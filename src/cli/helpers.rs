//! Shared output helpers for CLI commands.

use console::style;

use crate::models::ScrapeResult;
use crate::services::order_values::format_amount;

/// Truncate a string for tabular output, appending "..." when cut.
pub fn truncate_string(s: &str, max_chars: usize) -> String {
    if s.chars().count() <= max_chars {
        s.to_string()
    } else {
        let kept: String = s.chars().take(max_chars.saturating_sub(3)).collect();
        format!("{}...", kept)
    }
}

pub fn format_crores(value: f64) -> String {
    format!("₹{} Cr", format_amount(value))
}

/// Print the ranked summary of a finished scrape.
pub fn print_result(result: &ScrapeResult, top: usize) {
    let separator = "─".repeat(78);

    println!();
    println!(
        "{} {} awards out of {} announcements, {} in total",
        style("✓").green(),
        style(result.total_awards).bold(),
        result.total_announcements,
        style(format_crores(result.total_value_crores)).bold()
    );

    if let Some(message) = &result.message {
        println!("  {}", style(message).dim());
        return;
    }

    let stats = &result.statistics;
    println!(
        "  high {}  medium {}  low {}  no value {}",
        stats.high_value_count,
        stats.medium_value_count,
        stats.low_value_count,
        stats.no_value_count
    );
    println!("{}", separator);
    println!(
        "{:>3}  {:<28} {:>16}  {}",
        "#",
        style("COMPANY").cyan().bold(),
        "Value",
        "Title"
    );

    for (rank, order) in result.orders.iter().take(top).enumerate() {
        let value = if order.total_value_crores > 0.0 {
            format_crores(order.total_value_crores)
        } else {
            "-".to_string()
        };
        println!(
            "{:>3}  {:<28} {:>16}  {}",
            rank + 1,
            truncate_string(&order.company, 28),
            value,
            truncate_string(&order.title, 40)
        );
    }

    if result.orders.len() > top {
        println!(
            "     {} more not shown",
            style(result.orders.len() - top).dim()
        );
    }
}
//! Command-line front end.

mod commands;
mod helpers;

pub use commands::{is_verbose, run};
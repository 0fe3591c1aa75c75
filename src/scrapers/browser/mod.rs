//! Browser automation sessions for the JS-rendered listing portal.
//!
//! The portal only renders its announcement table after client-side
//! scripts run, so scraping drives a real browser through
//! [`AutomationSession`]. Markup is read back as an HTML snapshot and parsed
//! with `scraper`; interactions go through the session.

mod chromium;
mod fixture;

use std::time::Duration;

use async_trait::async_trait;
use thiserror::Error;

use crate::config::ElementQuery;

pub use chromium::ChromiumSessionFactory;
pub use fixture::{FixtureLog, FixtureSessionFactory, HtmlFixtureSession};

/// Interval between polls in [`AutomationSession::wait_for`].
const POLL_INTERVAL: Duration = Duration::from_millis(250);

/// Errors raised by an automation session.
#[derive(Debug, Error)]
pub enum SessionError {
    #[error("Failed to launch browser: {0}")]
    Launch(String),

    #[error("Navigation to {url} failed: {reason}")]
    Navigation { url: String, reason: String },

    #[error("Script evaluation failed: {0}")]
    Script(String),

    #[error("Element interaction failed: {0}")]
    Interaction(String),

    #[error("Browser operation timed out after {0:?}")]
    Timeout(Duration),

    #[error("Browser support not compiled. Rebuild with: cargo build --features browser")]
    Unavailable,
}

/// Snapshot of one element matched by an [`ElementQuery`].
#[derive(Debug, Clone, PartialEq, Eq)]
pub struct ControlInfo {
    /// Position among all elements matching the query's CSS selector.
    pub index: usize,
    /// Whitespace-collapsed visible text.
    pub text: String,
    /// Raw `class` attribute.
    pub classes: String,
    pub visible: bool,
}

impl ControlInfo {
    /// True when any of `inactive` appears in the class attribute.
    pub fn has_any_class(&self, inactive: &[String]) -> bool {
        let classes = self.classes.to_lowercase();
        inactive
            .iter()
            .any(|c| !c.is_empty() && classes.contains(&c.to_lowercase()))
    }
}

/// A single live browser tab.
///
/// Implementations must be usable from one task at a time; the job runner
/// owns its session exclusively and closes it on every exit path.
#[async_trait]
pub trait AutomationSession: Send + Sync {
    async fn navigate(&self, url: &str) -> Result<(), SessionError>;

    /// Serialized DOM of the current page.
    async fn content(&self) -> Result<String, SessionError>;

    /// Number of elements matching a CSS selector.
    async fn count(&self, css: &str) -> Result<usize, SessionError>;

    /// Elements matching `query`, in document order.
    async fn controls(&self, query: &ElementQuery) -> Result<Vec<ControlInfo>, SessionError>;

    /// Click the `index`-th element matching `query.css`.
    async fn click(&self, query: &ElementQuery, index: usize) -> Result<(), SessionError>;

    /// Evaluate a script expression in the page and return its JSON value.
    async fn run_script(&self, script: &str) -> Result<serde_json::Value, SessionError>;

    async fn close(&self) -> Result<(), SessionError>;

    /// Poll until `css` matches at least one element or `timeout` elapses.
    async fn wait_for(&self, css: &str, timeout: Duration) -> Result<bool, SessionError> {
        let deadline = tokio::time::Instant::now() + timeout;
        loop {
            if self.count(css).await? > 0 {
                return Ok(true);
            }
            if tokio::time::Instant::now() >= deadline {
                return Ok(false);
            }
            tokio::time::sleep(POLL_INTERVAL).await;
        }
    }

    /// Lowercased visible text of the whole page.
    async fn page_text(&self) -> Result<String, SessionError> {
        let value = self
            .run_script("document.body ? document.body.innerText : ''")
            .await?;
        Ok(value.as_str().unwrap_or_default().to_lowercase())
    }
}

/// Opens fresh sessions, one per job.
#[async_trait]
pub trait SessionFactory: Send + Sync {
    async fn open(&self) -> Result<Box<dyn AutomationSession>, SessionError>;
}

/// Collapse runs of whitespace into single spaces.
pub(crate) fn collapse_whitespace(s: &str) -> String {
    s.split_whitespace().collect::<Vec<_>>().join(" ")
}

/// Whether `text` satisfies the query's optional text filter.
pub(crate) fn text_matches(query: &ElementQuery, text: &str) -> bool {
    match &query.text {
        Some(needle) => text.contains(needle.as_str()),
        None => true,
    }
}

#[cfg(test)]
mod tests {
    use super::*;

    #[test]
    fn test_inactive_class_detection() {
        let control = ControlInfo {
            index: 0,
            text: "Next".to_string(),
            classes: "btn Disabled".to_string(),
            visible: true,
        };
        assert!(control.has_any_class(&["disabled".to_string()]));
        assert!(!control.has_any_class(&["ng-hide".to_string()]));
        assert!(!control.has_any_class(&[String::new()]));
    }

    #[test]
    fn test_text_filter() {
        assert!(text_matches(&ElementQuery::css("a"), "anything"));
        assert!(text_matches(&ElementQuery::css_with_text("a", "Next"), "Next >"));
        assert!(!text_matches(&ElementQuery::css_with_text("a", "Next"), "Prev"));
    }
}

----------------

**TASK ITEM**. How many lines of the records contain the string "output"? Respond with the number alone.

**EXERCISE ANSWER**. 2